Da leben nun vier Irre am Rande des Wahnsinns in ihren einsehbaren Kammern, die Wohnungen sein sollen, treffen sich am Knotenpunkt Hinterhof, zertrümmern mal die Sprechanlage, fordern „ein bisschen mehr Licht“ für ihr steinernes Biotop, aber irgendwie hat man sich doch arrangiert in der Not, in der Schutzzone Gemeinsamkeit. Rentner Heinz (Lutz Wessel), der seinen körperlichen Verfall mit Bier und Drogen bekämpft, Rentnerin Margot (Maresa Lühle), die immer mal wieder gern die Urne ihres Mannes sexuell missbraucht und dafür Hilfe braucht, das junge Paar, das keins sein will, sie alle grillen und saufen drauf los, man merkt dass dieses „Glück“ nicht von langer Dauer sein wird. „Man raucht eine, isst eine Stulle, der Fernseher spricht so schön und fünf Minuten später ist man asozial", auch Margot hat sich ihren Lebensabend wohl anders vorgestellt. Dennoch hilft man sich über die Runden.
Hannemann hat die gekonnt gestrickten Dialoge in einen sehenswerten Handlungsrahmen verpackt, die Bühne von Birgit Stoessel strukturiert mit gemalten Schildern die Szenen, die Orte und die Choreografie zwischen Hinterhof, Zimmern und den dunklen Hausflur, der wie ein böser Schlund in der Mitte des Geschehens das Böse ausspuckt in Gestalt des Sozialarbeiters Stempel (Andreas Ramstein), der sein Soll an guten Taten im Amt noch nicht erreicht hat und nun ein Exempel statuieren will.
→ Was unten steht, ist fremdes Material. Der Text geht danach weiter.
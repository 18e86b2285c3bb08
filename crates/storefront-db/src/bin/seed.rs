//! # Demo Data Seeder
//!
//! Fills a development database with a grocery catalog, a few coupons and
//! the serviceable pincodes.
//!
//! ## Usage
//! ```bash
//! cargo run -p storefront-db --bin seed
//! cargo run -p storefront-db --bin seed -- --db ./data/pos.db --count 200
//! ```
//!
//! SKUs are `{CATEGORY}-{ITEM}-{SIZE}`; prices are derived from the item
//! index so repeated runs produce the same catalog.

use chrono::{Duration, Utc};
use std::env;
use tracing::{info, warn};
use tracing_subscriber::EnvFilter;

use storefront_core::import::ProductImportRow;
use storefront_core::{Coupon, DiscountType, ServiceablePincode};
use storefront_db::{Database, DbConfig};

const CATEGORIES: &[(&str, &[&str])] = &[
    (
        "STAPLE",
        &[
            "Basmati Rice",
            "Sona Masoori Rice",
            "Whole Wheat Atta",
            "Toor Dal",
            "Moong Dal",
            "Chana Dal",
            "Besan",
            "Sugar",
            "Iodised Salt",
            "Poha",
        ],
    ),
    (
        "DAIRY",
        &["Toned Milk", "Curd", "Paneer", "Butter", "Ghee", "Cheese Slices"],
    ),
    (
        "SNACK",
        &[
            "Masala Chips",
            "Aloo Bhujia",
            "Marie Biscuits",
            "Cream Biscuits",
            "Roasted Peanuts",
            "Instant Noodles",
        ],
    ),
    (
        "BEV",
        &["Assam Tea", "Filter Coffee", "Mango Drink", "Lemon Soda", "Coconut Water"],
    ),
];

/// Size label and price multiplier in percent.
const SIZES: &[(&str, i64)] = &[("500G", 100), ("1KG", 190), ("5KG", 900)];

const PINCODES: &[(&str, &str, &str, i64)] = &[
    ("560001", "Bengaluru", "Karnataka", 1),
    ("560034", "Bengaluru", "Karnataka", 1),
    ("400001", "Mumbai", "Maharashtra", 2),
    ("110001", "New Delhi", "Delhi", 3),
    ("600001", "Chennai", "Tamil Nadu", 2),
];

#[tokio::main]
async fn main() -> Result<(), Box<dyn std::error::Error>> {
    tracing_subscriber::fmt()
        .with_env_filter(
            EnvFilter::try_from_default_env()
                .unwrap_or_else(|_| EnvFilter::new("info,storefront=debug,sqlx=warn")),
        )
        .init();

    let args: Vec<String> = env::args().collect();
    let mut count: usize = usize::MAX;
    let mut db_path = String::from("./storefront_dev.db");

    let mut i = 1;
    while i < args.len() {
        match args[i].as_str() {
            "--count" | "-c" => {
                if let Some(value) = args.get(i + 1) {
                    count = value.parse().unwrap_or(count);
                    i += 1;
                }
            }
            "--db" | "-d" => {
                if let Some(value) = args.get(i + 1) {
                    db_path = value.clone();
                    i += 1;
                }
            }
            "--help" | "-h" => {
                println!("Usage: seed [OPTIONS]");
                println!();
                println!("Options:");
                println!("  -c, --count <N>    Maximum products to generate (default: all)");
                println!("  -d, --db <PATH>    Database file path (default: ./storefront_dev.db)");
                println!("  -h, --help         Show this help message");
                return Ok(());
            }
            other => warn!(argument = %other, "Ignoring unknown argument"),
        }
        i += 1;
    }

    let db = Database::new(DbConfig::new(&db_path)).await?;
    info!(path = %db_path, "Connected, migrations applied");

    let existing = db.products().count().await?;
    if existing > 0 {
        warn!(existing, "Database already has products; delete the file to regenerate");
        return Ok(());
    }

    let rows = catalog(count);
    let summary = db.products().import(&rows).await?;
    info!(inserted = summary.inserted, "Catalog seeded");

    for coupon in coupons() {
        db.coupons().insert(&coupon).await?;
    }
    info!("Coupons seeded");

    for (pincode, city, state, days) in PINCODES {
        db.pincodes()
            .upsert(&ServiceablePincode {
                pincode: pincode.to_string(),
                city: city.to_string(),
                state: state.to_string(),
                delivery_days: *days,
                is_active: true,
            })
            .await?;
    }
    info!(count = PINCODES.len(), "Serviceable pincodes seeded");

    let sample = db.products().search("rice", 5).await?;
    info!(matches = sample.len(), "Search 'rice' check");

    Ok(())
}

fn catalog(limit: usize) -> Vec<ProductImportRow> {
    let mut rows = Vec::new();

    for (category_idx, (category, items)) in CATEGORIES.iter().enumerate() {
        for (item_idx, item) in items.iter().enumerate() {
            for (size, multiplier) in SIZES {
                if rows.len() >= limit {
                    return rows;
                }

                let seed = category_idx * 100 + item_idx;
                // ₹25.00 to ₹124.00 for the base size
                let base_paise = 2_500 + ((seed * 37) % 100) as i64 * 100;
                let code: String = item
                    .split_whitespace()
                    .filter_map(|w| w.chars().next())
                    .collect::<String>()
                    .to_uppercase();

                rows.push(ProductImportRow {
                    sku: format!("{}-{}{:02}-{}", category, code, item_idx, size),
                    name: format!("{} {}", item, size.to_lowercase()),
                    price_paise: base_paise * multiplier / 100,
                    barcode: Some(format!("890{:010}", seed * 10 + rows.len())),
                    quantity: ((seed * 13) % 60) as i64,
                });
            }
        }
    }

    rows
}

fn coupons() -> Vec<Coupon> {
    vec![
        Coupon {
            id: uuid::Uuid::new_v4().to_string(),
            code: "WELCOME10".into(),
            discount_type: DiscountType::Percentage,
            discount_value: 1_000,
            pos_eligible: true,
            online_eligible: true,
            is_active: true,
            expires_at: None,
        },
        Coupon {
            id: uuid::Uuid::new_v4().to_string(),
            code: "COUNTER50".into(),
            discount_type: DiscountType::FixedAmount,
            discount_value: 5_000,
            pos_eligible: true,
            online_eligible: false,
            is_active: true,
            expires_at: Some(Utc::now() + Duration::days(30)),
        },
        Coupon {
            id: uuid::Uuid::new_v4().to_string(),
            code: "APPONLY".into(),
            discount_type: DiscountType::Percentage,
            discount_value: 1_500,
            pos_eligible: false,
            online_eligible: true,
            is_active: true,
            expires_at: None,
        },
    ]
}
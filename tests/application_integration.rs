#![forbid(unsafe_code)]

use poem::http::{header, Method, StatusCode, Uri};
use poem::{Endpoint, Request, Response};

use greet_server::build_app;

// ***************************************************************************
//                              Test Utilities
// ***************************************************************************
// ---------------------------------------------------------------------------
// get_page:
// ---------------------------------------------------------------------------
/** Issue a GET against the application's route table without binding a
 * socket.
 */
async fn get_page(path: &'static str) -> Response {
    let app = build_app();
    app.get_response(
        Request::builder()
            .method(Method::GET)
            .uri(Uri::from_static(path))
            .finish(),
    )
    .await
}

// ---------------------------------------------------------------------------
// post_form:
// ---------------------------------------------------------------------------
/** Submit a form-encoded body to the greet endpoint, the way a browser
 * submits the index page's form.
 */
async fn post_form(body: &'static str) -> Response {
    let app = build_app();
    app.get_response(
        Request::builder()
            .method(Method::POST)
            .uri(Uri::from_static("/greet"))
            .header(header::CONTENT_TYPE, "application/x-www-form-urlencoded")
            .body(body),
    )
    .await
}

// ---------------------------------------------------------------------------
// body_string:
// ---------------------------------------------------------------------------
async fn body_string(resp: Response) -> String {
    resp.into_body().into_string().await.expect("response body should be readable")
}

// ***************************************************************************
//                         GET / - Greeting Form
// ***************************************************************************
#[tokio::test]
async fn welcomes_the_user() {
    let resp = get_page("/").await;
    assert_eq!(resp.status(), StatusCode::OK);

    let content_type = resp.content_type().expect("response should carry a content type").to_string();
    assert!(content_type.starts_with("text/html"), "unexpected content type: {}", content_type);

    let body = body_string(resp).await;
    assert!(body.contains("Welcome!"));
}

#[tokio::test]
async fn has_a_greeting_form_with_a_user_name_field() {
    let resp = get_page("/").await;
    assert_eq!(resp.status(), StatusCode::OK);

    let body = body_string(resp).await;
    assert!(body.contains("<form"));
    assert!(body.contains("name=\"user_name\""));
    assert!(body.contains("type=\"submit\""));
}

#[tokio::test]
async fn welcome_page_is_idempotent() {
    let first = body_string(get_page("/").await).await;
    let second = body_string(get_page("/").await).await;
    assert_eq!(first, second);
}

// ***************************************************************************
//                        POST /greet - User Greeting
// ***************************************************************************
#[tokio::test]
async fn greets_the_user_personally() {
    let resp = post_form("user_name=Avi").await;
    assert_eq!(resp.status(), StatusCode::OK);

    let content_type = resp.content_type().expect("response should carry a content type").to_string();
    assert!(content_type.starts_with("text/html"), "unexpected content type: {}", content_type);

    let body = body_string(resp).await;
    assert!(body.contains("Hi Avi, nice to meet you!"));
}

#[tokio::test]
async fn greeting_round_trips_plain_names() {
    // The space arrives as '+' in a form-encoded body.
    let resp = post_form("user_name=Mary+Poppins").await;
    assert_eq!(resp.status(), StatusCode::OK);

    let body = body_string(resp).await;
    assert!(body.contains("Hi Mary Poppins, nice to meet you!"));
}

#[tokio::test]
async fn empty_name_still_greets() {
    // A submitted but empty field renders a greeting with an empty name.
    let resp = post_form("user_name=").await;
    assert_eq!(resp.status(), StatusCode::OK);

    let body = body_string(resp).await;
    assert!(body.contains("Hi , nice to meet you!"));
}

#[tokio::test]
async fn missing_user_name_field_is_a_client_error() {
    // A body without the field never produces a server fault.
    let resp = post_form("").await;
    assert_eq!(resp.status(), StatusCode::BAD_REQUEST);
    assert!(!resp.status().is_server_error());
}

#[tokio::test]
async fn greeting_escapes_html_markup() {
    // user_name=<script>alert(1)</script>, form-encoded.
    let resp = post_form("user_name=%3Cscript%3Ealert(1)%3C%2Fscript%3E").await;
    assert_eq!(resp.status(), StatusCode::OK);

    let body = body_string(resp).await;
    assert!(body.contains("&lt;script&gt;"));
    assert!(!body.contains("<script>"));
}
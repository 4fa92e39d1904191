#![forbid(unsafe_code)]

use poem::error::InternalServerError;
use poem::handler;
use poem::web::Html;
use tera::Context;

use crate::utils::templates::render_template;

// ***************************************************************************
//                                Constants
// ***************************************************************************
const INDEX_TEMPLATE: &str = "index.html";

// ***************************************************************************
//                                 Handler
// ***************************************************************************
// ---------------------------------------------------------------------------
// get_index:
// ---------------------------------------------------------------------------
/** Serve the welcome page containing the greeting form.  The page is static,
 * so the template is rendered with an empty context and repeated requests
 * produce identical markup.
 */
#[handler]
pub fn get_index() -> Result<Html<String>, poem::Error> {
    render_template(INDEX_TEMPLATE, &Context::new())
        .map_err(InternalServerError)
        .map(Html)
}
Der kranke Heinz soll ins Heim, die Wohnungen sollen zwangsgeräumt werden, das ist der perfide Plan, den er jovial und hinterhältig in die Tat umsetzen will. Das Stück raucht jetzt in Jahreszeiten so vorbei, wie die Bratwurst auf dem Eimergrill. Der Staatsmacht will begegnet sein. „Man hat nicht mehr viel und wuchert mit den Resten“, diese Möglichkeit ist nun in Gefahr.
Mit einer wilden Horrorshow vertreiben sie zwar den städtischen Intrigenspinner, doch die Zeiten des ungestörten lustigen Vegetierens ist vorbei, die Zukunft hat ihr Licht verbraucht. Leicht verdaulich ist der dramatische Niedergang am Rande der Gesellschaft, ein sehenswerte Inszenierung, für die Zeit vor dem opulenten Abendessen, doch die Realität sieht irgendwie anders aus.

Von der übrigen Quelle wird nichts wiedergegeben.